-- DATASET RECORDS --
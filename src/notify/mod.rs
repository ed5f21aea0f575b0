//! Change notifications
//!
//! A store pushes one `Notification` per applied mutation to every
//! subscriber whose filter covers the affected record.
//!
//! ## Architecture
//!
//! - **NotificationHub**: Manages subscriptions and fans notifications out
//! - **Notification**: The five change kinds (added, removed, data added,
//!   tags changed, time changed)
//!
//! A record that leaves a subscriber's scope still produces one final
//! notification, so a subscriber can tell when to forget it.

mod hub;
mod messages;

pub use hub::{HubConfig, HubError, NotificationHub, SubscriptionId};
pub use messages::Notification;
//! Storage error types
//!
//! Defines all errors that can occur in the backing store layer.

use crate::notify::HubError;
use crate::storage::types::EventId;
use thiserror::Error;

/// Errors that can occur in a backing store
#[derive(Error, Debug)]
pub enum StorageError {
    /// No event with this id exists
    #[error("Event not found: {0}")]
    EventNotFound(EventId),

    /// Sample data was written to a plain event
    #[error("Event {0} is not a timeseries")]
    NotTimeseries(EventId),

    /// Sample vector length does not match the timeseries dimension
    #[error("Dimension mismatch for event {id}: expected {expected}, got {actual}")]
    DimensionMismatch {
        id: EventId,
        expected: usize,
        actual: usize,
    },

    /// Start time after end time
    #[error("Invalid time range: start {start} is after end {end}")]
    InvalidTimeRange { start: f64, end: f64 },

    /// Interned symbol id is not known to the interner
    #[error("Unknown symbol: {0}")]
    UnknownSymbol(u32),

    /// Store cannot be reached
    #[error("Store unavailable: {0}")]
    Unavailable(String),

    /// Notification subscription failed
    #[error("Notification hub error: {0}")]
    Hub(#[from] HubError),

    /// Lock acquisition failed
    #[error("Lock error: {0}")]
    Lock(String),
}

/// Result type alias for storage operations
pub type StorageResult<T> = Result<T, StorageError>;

* * *

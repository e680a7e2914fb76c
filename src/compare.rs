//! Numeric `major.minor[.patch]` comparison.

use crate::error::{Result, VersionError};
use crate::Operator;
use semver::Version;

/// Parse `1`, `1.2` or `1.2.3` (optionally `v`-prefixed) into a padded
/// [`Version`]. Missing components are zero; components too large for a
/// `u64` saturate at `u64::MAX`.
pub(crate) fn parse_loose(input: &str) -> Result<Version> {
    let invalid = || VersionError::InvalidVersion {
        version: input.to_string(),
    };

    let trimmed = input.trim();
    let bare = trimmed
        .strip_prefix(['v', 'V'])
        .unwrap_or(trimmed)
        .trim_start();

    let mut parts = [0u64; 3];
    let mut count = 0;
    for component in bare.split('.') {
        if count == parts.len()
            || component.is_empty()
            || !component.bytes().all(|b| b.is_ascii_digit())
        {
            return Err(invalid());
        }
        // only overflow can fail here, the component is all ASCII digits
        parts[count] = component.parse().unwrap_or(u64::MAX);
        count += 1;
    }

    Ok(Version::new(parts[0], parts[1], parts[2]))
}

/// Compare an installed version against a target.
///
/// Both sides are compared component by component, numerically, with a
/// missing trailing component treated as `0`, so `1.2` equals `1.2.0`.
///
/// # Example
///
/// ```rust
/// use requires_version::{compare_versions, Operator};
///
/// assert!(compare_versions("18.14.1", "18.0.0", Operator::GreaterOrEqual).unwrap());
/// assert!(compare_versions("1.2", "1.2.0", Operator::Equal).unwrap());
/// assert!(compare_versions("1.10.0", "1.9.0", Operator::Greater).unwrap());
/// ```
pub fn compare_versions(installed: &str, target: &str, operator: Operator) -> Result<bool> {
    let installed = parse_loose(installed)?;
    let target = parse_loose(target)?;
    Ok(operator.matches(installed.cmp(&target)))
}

-- WORK TO BE COMPLETED --
As the answer, set down only the lines from the data above between the one holding "for storage operations" and the one holding "pub type StorageResult<T>", inclusive, exactly as they read.

-- PROBLEM SOLUTION --
/// Result type alias for storage operations
pub type StorageResult<T> = Result<T, StorageError>;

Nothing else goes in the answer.